# [Your task]
If a line in the data has the string "large", please show it.

....

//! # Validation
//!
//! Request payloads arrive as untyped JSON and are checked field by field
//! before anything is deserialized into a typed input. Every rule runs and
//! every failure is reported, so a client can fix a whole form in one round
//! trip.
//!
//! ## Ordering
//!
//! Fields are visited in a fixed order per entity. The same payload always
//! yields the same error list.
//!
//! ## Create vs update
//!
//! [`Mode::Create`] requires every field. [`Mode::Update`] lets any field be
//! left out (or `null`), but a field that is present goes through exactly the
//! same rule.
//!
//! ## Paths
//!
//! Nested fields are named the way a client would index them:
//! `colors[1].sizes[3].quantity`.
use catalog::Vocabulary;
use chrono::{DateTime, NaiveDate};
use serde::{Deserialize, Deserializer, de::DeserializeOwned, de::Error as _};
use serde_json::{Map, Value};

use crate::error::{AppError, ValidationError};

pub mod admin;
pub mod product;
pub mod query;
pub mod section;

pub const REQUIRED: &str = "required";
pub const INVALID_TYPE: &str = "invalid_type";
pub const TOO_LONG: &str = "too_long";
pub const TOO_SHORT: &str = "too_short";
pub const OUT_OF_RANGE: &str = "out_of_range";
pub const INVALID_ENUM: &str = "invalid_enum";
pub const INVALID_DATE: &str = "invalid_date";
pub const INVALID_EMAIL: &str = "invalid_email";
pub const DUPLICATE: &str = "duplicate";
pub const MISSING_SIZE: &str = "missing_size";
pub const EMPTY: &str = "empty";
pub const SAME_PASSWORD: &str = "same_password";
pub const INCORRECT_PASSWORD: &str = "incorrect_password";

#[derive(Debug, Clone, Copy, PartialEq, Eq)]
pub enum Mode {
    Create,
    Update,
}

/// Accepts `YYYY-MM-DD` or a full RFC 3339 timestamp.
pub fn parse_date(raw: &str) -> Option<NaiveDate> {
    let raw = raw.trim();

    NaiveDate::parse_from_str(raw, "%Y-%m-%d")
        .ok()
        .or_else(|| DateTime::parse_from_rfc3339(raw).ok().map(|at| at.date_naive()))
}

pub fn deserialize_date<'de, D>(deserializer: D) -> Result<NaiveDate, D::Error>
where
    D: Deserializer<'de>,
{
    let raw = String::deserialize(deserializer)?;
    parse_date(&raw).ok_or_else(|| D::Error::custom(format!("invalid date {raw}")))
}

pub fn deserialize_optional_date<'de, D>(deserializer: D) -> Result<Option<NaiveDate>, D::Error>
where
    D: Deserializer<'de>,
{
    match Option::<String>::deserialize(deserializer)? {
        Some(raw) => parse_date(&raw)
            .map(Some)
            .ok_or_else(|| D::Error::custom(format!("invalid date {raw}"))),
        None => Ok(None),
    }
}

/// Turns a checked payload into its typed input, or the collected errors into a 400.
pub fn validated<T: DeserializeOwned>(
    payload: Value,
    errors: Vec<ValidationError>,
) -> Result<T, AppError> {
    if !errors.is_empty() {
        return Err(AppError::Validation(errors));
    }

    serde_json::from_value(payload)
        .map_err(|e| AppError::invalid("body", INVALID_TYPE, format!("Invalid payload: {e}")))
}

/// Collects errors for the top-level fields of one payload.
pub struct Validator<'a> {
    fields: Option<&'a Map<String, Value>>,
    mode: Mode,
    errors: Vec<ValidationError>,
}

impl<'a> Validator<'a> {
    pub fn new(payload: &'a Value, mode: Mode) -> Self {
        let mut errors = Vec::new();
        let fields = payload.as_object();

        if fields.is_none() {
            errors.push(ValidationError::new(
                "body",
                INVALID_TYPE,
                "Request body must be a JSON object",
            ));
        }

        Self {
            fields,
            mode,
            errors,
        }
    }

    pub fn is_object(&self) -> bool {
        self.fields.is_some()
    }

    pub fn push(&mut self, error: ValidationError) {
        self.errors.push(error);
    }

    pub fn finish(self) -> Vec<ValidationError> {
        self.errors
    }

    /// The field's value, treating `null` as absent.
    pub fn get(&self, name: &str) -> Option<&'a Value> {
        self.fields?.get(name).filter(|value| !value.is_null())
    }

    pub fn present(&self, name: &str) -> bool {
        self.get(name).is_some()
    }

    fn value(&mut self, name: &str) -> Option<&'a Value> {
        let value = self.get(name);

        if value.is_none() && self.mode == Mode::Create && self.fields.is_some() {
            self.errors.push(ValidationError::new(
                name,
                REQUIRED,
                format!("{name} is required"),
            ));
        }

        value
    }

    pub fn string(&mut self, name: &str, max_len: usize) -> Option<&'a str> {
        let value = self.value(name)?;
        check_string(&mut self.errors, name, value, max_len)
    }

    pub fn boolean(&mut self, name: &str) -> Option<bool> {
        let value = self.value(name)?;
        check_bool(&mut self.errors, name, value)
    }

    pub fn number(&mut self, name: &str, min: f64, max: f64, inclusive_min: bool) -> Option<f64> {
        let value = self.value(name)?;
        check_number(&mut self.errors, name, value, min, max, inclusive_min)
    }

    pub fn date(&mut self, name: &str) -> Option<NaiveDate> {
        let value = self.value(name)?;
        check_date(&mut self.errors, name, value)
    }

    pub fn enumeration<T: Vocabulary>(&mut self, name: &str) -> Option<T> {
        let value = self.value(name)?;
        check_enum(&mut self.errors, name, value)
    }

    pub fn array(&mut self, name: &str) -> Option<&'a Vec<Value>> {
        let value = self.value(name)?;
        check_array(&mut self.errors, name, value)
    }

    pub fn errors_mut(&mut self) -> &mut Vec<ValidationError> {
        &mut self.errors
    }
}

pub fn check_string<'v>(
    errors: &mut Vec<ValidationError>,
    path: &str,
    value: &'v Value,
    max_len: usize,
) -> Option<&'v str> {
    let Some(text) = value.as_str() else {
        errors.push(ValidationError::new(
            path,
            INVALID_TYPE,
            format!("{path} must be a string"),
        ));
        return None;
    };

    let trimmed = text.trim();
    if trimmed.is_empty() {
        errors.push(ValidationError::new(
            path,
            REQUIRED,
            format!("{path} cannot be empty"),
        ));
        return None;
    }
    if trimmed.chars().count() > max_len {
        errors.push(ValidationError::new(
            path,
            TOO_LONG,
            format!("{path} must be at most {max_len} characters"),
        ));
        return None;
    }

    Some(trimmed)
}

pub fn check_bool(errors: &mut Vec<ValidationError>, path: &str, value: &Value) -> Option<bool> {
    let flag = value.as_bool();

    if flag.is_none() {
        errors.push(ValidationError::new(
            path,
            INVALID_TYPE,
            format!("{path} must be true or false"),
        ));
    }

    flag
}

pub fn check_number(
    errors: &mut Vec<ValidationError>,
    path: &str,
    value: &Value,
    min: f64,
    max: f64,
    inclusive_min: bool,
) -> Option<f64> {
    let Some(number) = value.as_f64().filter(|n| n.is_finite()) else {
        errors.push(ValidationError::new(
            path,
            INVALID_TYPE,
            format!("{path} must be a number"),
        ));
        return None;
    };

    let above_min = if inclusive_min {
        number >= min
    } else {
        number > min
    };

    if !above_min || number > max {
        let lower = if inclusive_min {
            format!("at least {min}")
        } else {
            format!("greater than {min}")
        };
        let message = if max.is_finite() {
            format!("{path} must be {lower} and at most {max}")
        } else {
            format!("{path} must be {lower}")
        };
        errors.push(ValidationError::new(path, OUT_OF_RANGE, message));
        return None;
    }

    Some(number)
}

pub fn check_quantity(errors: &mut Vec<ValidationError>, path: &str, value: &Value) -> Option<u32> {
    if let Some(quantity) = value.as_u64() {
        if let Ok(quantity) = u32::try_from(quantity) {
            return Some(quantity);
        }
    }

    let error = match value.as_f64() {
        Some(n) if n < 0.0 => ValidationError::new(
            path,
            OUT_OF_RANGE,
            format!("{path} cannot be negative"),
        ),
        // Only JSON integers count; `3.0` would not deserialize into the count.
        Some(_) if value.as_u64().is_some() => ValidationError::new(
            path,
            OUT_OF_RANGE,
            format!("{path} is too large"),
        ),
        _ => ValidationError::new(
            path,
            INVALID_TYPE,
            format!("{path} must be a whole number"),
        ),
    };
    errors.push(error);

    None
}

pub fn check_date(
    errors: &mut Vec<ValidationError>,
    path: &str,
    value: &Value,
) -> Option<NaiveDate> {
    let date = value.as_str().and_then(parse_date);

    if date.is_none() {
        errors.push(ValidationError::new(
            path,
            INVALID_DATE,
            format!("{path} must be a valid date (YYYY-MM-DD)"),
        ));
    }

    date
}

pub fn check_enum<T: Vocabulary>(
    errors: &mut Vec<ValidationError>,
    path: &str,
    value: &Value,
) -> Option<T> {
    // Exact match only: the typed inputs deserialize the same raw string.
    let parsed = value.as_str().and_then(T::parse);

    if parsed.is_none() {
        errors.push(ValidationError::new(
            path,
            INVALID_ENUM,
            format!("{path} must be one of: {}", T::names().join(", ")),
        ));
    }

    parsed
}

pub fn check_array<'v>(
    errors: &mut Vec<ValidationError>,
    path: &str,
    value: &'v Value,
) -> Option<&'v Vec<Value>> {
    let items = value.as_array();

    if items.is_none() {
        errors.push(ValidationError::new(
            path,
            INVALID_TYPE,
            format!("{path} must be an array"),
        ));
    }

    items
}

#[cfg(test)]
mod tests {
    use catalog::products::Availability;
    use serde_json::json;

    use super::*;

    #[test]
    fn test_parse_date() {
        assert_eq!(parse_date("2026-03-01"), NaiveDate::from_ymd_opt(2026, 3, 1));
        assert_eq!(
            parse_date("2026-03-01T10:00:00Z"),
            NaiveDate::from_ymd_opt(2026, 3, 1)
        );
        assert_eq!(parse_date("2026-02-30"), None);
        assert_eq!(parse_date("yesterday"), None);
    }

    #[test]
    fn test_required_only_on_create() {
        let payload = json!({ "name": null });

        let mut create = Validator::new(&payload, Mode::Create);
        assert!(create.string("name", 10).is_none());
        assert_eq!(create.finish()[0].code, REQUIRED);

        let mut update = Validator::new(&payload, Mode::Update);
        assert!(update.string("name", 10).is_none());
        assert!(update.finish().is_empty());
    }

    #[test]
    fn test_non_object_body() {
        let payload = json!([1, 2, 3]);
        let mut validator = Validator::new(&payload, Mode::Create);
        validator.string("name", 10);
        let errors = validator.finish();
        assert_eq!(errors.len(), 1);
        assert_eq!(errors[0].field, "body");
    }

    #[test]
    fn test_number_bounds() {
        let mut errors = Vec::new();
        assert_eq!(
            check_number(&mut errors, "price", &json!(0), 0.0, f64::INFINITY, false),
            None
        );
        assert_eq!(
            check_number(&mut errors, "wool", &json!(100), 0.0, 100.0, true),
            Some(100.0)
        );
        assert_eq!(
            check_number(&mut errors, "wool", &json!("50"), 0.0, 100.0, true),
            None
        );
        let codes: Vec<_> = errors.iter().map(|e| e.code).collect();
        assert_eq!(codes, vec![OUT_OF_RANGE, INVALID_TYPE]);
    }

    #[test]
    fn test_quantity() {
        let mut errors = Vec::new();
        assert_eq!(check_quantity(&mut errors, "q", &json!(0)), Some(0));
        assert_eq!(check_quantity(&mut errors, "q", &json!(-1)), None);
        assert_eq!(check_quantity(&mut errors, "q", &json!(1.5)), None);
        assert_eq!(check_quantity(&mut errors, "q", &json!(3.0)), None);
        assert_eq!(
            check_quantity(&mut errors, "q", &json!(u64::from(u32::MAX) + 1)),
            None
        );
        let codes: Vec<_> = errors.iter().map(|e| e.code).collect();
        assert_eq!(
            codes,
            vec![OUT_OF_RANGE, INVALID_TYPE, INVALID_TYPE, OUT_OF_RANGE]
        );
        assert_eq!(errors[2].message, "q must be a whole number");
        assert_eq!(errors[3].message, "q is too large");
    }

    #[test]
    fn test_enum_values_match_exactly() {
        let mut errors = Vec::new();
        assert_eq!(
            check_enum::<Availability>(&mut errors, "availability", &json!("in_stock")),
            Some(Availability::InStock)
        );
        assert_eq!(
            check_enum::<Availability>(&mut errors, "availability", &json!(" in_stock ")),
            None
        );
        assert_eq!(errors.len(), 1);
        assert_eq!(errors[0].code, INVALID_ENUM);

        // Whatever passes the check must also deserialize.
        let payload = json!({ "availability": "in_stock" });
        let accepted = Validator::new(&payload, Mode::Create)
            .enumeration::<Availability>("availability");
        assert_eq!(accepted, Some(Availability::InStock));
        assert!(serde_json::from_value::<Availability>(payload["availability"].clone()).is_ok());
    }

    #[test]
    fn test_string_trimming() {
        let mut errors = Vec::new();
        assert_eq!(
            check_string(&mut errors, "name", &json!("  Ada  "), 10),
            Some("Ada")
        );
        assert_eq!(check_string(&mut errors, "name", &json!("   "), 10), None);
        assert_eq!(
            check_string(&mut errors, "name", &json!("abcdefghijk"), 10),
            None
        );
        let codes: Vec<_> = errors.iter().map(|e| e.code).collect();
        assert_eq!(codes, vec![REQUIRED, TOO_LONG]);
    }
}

....

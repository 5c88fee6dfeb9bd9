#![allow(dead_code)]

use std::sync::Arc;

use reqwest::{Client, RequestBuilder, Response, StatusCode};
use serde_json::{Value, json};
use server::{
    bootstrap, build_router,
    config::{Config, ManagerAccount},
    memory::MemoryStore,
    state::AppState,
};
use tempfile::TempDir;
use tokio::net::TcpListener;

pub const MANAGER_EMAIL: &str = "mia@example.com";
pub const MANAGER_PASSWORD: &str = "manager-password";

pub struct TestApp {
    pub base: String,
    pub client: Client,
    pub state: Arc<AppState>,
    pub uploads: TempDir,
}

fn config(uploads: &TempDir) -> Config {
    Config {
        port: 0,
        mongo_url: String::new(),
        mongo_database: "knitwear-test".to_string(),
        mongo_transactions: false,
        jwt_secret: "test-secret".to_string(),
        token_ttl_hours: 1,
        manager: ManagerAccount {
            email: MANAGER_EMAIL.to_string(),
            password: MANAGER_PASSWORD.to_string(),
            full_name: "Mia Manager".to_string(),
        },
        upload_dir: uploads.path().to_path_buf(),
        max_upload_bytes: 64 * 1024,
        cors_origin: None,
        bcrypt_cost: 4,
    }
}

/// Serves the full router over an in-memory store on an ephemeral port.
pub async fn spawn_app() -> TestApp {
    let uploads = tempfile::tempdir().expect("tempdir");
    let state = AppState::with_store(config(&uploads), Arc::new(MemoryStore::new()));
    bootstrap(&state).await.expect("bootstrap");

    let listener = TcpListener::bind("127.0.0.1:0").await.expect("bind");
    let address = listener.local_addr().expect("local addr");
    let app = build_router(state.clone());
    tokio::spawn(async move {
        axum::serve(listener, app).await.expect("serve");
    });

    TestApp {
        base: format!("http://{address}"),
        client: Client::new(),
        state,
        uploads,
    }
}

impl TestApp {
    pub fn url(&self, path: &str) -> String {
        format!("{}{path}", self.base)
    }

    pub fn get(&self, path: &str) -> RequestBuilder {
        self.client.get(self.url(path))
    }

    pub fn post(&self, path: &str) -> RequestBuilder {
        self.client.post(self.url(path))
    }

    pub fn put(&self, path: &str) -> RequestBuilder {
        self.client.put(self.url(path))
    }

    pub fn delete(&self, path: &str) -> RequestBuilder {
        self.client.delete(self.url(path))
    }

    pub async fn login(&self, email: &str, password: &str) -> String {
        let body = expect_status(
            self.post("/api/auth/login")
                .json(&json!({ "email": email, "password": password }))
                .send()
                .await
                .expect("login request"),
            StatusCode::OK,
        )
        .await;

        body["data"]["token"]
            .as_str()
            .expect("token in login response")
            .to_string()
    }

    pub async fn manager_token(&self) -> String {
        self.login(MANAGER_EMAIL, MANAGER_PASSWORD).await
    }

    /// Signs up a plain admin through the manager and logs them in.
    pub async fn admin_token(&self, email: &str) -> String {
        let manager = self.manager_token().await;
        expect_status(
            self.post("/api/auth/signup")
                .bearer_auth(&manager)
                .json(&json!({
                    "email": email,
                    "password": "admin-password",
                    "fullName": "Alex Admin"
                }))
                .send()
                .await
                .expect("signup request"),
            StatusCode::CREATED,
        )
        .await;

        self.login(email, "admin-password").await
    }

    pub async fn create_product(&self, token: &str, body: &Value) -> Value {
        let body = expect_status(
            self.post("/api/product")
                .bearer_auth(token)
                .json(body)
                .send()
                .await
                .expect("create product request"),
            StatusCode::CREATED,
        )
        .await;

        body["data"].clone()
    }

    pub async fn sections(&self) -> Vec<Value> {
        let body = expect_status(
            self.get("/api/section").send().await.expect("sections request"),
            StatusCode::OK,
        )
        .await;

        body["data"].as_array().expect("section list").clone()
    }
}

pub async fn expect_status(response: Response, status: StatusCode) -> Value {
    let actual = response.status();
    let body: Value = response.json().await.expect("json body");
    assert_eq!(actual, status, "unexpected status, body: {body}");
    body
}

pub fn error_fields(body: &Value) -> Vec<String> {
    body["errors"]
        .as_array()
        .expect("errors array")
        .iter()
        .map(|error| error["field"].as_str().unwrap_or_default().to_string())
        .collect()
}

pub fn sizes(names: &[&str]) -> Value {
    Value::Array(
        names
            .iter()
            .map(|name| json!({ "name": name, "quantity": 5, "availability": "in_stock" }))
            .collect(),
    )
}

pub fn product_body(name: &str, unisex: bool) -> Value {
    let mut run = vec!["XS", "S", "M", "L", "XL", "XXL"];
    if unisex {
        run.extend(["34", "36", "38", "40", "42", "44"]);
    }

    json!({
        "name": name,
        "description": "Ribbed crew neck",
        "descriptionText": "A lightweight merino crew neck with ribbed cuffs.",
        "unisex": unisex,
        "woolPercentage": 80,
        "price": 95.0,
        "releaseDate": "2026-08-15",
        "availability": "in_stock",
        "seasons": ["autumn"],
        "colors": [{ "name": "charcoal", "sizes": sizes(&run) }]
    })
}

....

# [Exercise solution]
            format!("{path} is too large"),
        assert_eq!(errors[3].message, "q is too large");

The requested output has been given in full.